Figure 3: Error rate by cycle in a Solexa $\phi$X~174 control lane (not a great run, GA1), this plot was created from the first 76,000 reads in this provided dataset.

Figure 4 shows the distribution of errors, 35 being fully correct. As expect errors are relatively evenly distributed thoughout reads. If you look at the entire dataset (not just PF) a similar trend is seen, errors start at a much higher level and the error rate in the total dataset is around 6%.

Figure 4: Distribution of errors a Solexa $\phi$X~174 control lane (not a great run, GA1), this plot was created from the first 76,000 reads in this provided dataset.


During imaging the camera refocuses between tiles, this results in a change in the Z-height on the camera (as it moves up and down to focus). Guoying Qi at the Sanger institute has made the following plots of the Z-height as the images progresses. Figure 5 shows the Z-height for a single cycle. There are two interesting artifacts in these plots, which tell us something about the underlying technology. The first is the sawtooth pattern in Z-height. The peaks of these occurs at the extreme ends on the lanes (channels on the flowcells). In this case the Z-height is slowly decreasing as the end of the lane approaches, it then abruptly begins to increase as the camera walks back down the flowcell (images are taken in a zig-zag pattern). This indicates that the flowcell is not perfectly flat in its mounting and is sloped along its Y-axis.

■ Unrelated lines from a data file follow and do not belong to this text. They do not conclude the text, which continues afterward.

impl TerminalUi {
    /// A UI drawing to stdout, registered with the process-wide session
    /// set, with the Ctrl+C handler installed.
    ///
    /// # Errors
    ///
    /// Returns [`ConfigError`] if the configuration does not validate.
    pub fn new(config: GlowConfig) -> Result<Self, ConfigError> {
        let renderer = CrosstermRenderer::new(config.display.theme)
            .with_debug(config.display.debug)
            .with_color(config.display.color);
        let ui = Self::with_parts(
            config,
            Arc::new(renderer),
            ActiveSessions::global(),
            Arc::new(SystemClock),
        )?;
        ui.guard.install();
        Ok(ui)
    }

    /// A UI over caller-supplied parts. No signal handler is installed.
    ///
    /// # Errors
    ///
    /// Returns [`ConfigError`] if the configuration does not validate.
    pub fn with_parts(
        config: GlowConfig,
        renderer: Arc<dyn Renderer>,
        sessions: Arc<ActiveSessions>,
        clock: Arc<dyn Clock>,
    ) -> Result<Self, ConfigError> {
        config.validate()?;
        let speed = config.speed()?;
        let guard = TerminationGuard::new(Arc::clone(&sessions), Arc::clone(&renderer));
        Ok(Self {
            config,
            speed,
            renderer,
            sessions,
            clock,
            guard,
        })
    }

    /// The configuration this UI was built from.
    pub fn config(&self) -> &GlowConfig {
        &self.config
    }

    /// The global speed multiplier.
    pub fn speed(&self) -> SpeedFactor {
        self.speed
    }

    /// The renderer every animation draws through.
    pub fn renderer(&self) -> &Arc<dyn Renderer> {
        &self.renderer
    }

    /// The registry of running sessions.
    pub fn sessions(&self) -> &Arc<ActiveSessions> {
        &self.sessions
    }

    /// The interrupt guard over [`TerminalUi::sessions`].
    pub fn guard(&self) -> &Arc<TerminationGuard> {
        &self.guard
    }

    /// Terminal size, with the configured width override applied.
    pub fn size(&self) -> TerminalSize {
        let mut size = self.renderer.size();
        if let Some(width) = self.config.display.width {
            size.width = width;
        }
        size
    }

    /// Spinner options from the `[spinner]` section.
    pub fn spinner_options(&self) -> SpinnerOptions {
        SpinnerOptions {
            frames: FrameSet::from(self.config.spinner.style),
            color: self.config.spinner.color,
            suffix: String::new(),
            interval: Duration::from_millis(self.config.spinner.tick_interval_ms),
            speed: self.speed,
        }
    }

    /// Progress options from the `[progress]` section.
    ///
    /// Without a configured width the bar is sized from [`TerminalUi::size`].
    pub fn progress_options(&self) -> ProgressOptions {
        let progress = &self.config.progress;
        ProgressOptions {
            glyphs: progress.style.into(),
            width: Some(
                progress
                    .width
                    .unwrap_or_else(|| crate::feedback::progress::auto_width(self.size().width)),
            ),
            show_percentage: progress.show_percentage,
            show_eta: progress.show_eta,
            color: progress.color,
            throttle: self.speed.scale(Duration::from_millis(progress.throttle_ms)),
        }
    }

    /// Matrix rain options from the `[effects]` section.
    pub fn matrix_options(&self) -> Result<MatrixRainOptions, AnimationError> {
        let effects = &self.config.effects;
        Ok(MatrixRainOptions {
            density: effects.matrix_density,
            duration: duration_from_secs(effects.matrix_duration_secs)?,
            color: effects.matrix_color,
            seed: None,
        })
    }

    /// Fire options from the `[effects]` section.
    pub fn fire_options(&self) -> Result<FireOptions, AnimationError> {
        let effects = &self.config.effects;
        Ok(FireOptions {
            height: effects.fire_height,
            duration: duration_from_secs(effects.fire_duration_secs)?,
            max_cooling: effects.fire_max_cooling,
            seed: None,
        })
    }

    /// A spinner that is not yet started.
    pub fn spinner(&self, message: impl Into<String>, options: SpinnerOptions) -> Spinner {
        Spinner::new(
            message,
            options,
            Arc::clone(&self.renderer),
            Arc::clone(&self.sessions),
        )
    }

    /// Run `body` with a started spinner; the spinner is stopped afterwards.
    ///
    /// # Errors
    ///
    /// Returns the body's error unchanged, or the spinner's start error
    /// converted into `E`.
    pub fn with_spinner<T, E>(
        &self,
        message: impl Into<String>,
        options: SpinnerOptions,
        body: impl FnOnce(&Spinner) -> Result<T, E>,
    ) -> Result<T, E>
    where
        E: From<AnimationError>,
    {
        let spinner = self.spinner(message, options);
        spinner.start()?;
        let result = body(&spinner);
        spinner.stop();
        result
    }

    /// Show a spinner for a fixed time.
    pub fn simple_spinner(
        &self,
        message: impl Into<String>,
        duration: Duration,
    ) -> Result<(), AnimationError> {
        self.with_spinner(message, self.spinner_options(), |_| -> Result<(), AnimationError> {
            thread::sleep(duration);
            Ok(())
        })
    }

    /// A standalone progress bar at 0 of `total`.
    pub fn progress(
        &self,
        message: impl Into<String>,
        total: u64,
        options: ProgressOptions,
    ) -> ProgressBar {
        ProgressBar::new(
            message,
            total,
            options,
            Arc::clone(&self.renderer),
            Arc::clone(&self.clock),
        )
    }

    /// Run `body` with a progress bar; the bar is finished afterwards.
    ///
    /// # Errors
    ///
    /// Returns the body's error unchanged.
    pub fn with_progress<T, E>(
        &self,
        message: impl Into<String>,
        total: u64,
        options: ProgressOptions,
        body: impl FnOnce(&mut ProgressBar) -> Result<T, E>,
    ) -> Result<T, E> {
        let mut bar = self.progress(message, total, options);
        let result = body(&mut bar);
        bar.finish();
        result
    }

    /// Drive a progress bar evenly from 0 to `total` over `duration`.
    pub fn simple_progress(&self, message: impl Into<String>, total: u64, duration: Duration) {
        let step = if total == 0 {
            Duration::ZERO
        } else {
            duration.div_f64(total as f64)
        };
        let outcome: Result<(), AnimationError> =
            self.with_progress(message, total, self.progress_options(), |bar| {
                for _ in 0..total {
                    thread::sleep(step);
                    bar.update(1);
                }
                Ok(())
            });
        if let Err(e) = outcome {
            tracing::debug!("progress simulation ended early: {e}");
        }
    }

    /// An empty multi-bar block.
    pub fn multi_progress(&self) -> MultiProgress {
        MultiProgress::new(Arc::clone(&self.renderer), Arc::clone(&self.clock))
    }

    /// Run `body` with a multi-bar block; a final frame is drawn afterwards.
    ///
    /// The cursor is hidden for the duration.
    ///
    /// # Errors
    ///
    /// Returns the body's error unchanged.
    pub fn with_multi_progress<T, E>(
        &self,
        body: impl FnOnce(&MultiProgress) -> Result<T, E>,
    ) -> Result<T, E> {
        let multi = self.multi_progress();
        best_effort("hide_cursor", self.renderer.hide_cursor());
        let _restore = CursorRestore(self.renderer.as_ref());
        let result = body(&multi);
        multi.render_all();
        result
    }

    /// A matrix rain session over the current terminal.
    pub fn matrix_rain(&self, options: &MatrixRainOptions) -> Result<EffectSession, AnimationError> {
        let mut rng = effect_rng(options.seed);
        let rain = MatrixRain::new(self.size(), options, self.speed, &mut rng)?;
        Ok(self.effect_session(rain, rng, options.duration))
    }

    /// A fire session as wide as the terminal.
    pub fn fire(&self, options: &FireOptions) -> Result<EffectSession, AnimationError> {
        let fire = FireEffect::new(usize::from(self.size().width), options.height)?
            .with_max_cooling(options.max_cooling);
        Ok(self.effect_session(fire, effect_rng(options.seed), options.duration))
    }

    /// Run any effect for `duration` at the configured speed, blocking.
    pub fn run_effect(
        &self,
        effect: impl CellularEffect,
        seed: Option<u64>,
        duration: Duration,
    ) -> Result<(), AnimationError> {
        self.effect_session(effect, effect_rng(seed), duration).run()
    }

    fn effect_session(
        &self,
        effect: impl CellularEffect,
        rng: rand::rngs::StdRng,
        duration: Duration,
    ) -> EffectSession {
        EffectSession::new(
            effect,
            rng,
            EffectTiming::new(duration).with_speed(self.speed),
            Arc::clone(&self.renderer),
            Arc::clone(&self.sessions),
        )
    }
}
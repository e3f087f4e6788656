//! Progress command implementation.

use std::thread;

use super::AnimateCommandResult;
use crate::config::duration_from_secs;
use crate::feedback::BarStyle;
use crate::ui::TerminalUi;

/// Fill a bar of `total` steps evenly over `seconds`.
pub fn run(
    ui: &TerminalUi,
    message: &str,
    total: u64,
    style: Option<BarStyle>,
    seconds: f64,
) -> AnimateCommandResult {
    let duration = duration_from_secs(seconds)?;
    let mut options = ui.progress_options();
    if let Some(style) = style {
        options.glyphs = style.into();
    }
    let step = if total == 0 {
        duration
    } else {
        duration.div_f64(total as f64)
    };

    ui.with_progress(message, total, options, |bar| -> AnimateCommandResult {
        for _ in 0..total {
            thread::sleep(step);
            bar.update(1);
        }
        Ok(())
    })
}

#[cfg(test)]
mod tests {
    use super::*;
    use std::sync::Arc;

    use crate::config::GlowConfig;
    use crate::feedback::ManualClock;
    use crate::lifecycle::ActiveSessions;
    use crate::terminal::RecordingRenderer;

    #[test]
    fn test_progress_command_completes_bar() {
        let renderer = Arc::new(RecordingRenderer::new());
        let ui = TerminalUi::with_parts(
            GlowConfig::default(),
            renderer.clone(),
            Arc::new(ActiveSessions::new()),
            Arc::new(ManualClock::new()),
        )
        .unwrap();
        run(&ui, "Copy", 4, Some(BarStyle::Equals), 0.0).unwrap();
        let writes = renderer.writes();
        let last_line = &writes[writes.len() - 2];
        assert!(last_line.starts_with("Copy: [===="), "{last_line}");
        assert!(last_line.ends_with("(4/4)"), "{last_line}");
        assert_eq!(writes.last().map(String::as_str), Some("\n"));
    }
}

Figure 5: The Z-Height for cycle 2 across all tiles/lanes

The second artifact is the gradual decay in Z-height as the cycle progresses. Our current theory is that this is a temperature dependent effect, the ambient temperature of the in higher at the beginning of the cycle, due to the heat produced by the peltier while base incorporation is performed. This causes the flowcell to warp slightly altering the focusing. As the ambient temperature is approached the flowcells original shape is restored and the Z-height decreases. This is perhaps backed up by the fact that the first cycle often does now show this decay in Z-height (see figure 6).

Figure 6: The Z-Height for all tiles/lanes across the first six cycles


I know very little about 454 sequencers, other than that the primary data analysis is the most closed of the 3 platforms. Images are stored in a proprietary “pif” format, for which no documentation is available (update: if I remmember correctly pifs are actually tiff files with a few bytes on the front).

454 Sequencers produce reads of appoximately 100~bp, however the throughput is not as high as Illumina or ABI’s and the cost per base is higher (so I’m told). They also have significant problems with “homopolymer runs”, that is runs of the same base. The 454 technology produces an intensity trace where a higher peak represents a longer run of the same base, this causes some ambiguity.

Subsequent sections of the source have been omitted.